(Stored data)

---

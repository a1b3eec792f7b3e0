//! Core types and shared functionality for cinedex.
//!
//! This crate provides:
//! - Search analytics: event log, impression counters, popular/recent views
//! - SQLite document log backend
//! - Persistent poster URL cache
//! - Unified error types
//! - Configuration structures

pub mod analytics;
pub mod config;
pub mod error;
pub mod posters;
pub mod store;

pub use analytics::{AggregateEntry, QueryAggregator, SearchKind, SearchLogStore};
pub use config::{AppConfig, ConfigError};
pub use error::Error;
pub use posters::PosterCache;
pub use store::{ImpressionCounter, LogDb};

---

Task details: The lines to extract from the data above begin with the line containing "functionality for cinedex." and end with the line containing "pub mod error;". Extract them exactly, including both.

Answer:
//! Core types and shared functionality for cinedex.
//!
//! This crate provides:
//! - Search analytics: event log, impression counters, popular/recent views
//! - SQLite document log backend
//! - Persistent poster URL cache
//! - Unified error types
//! - Configuration structures

pub mod analytics;
pub mod config;
pub mod error;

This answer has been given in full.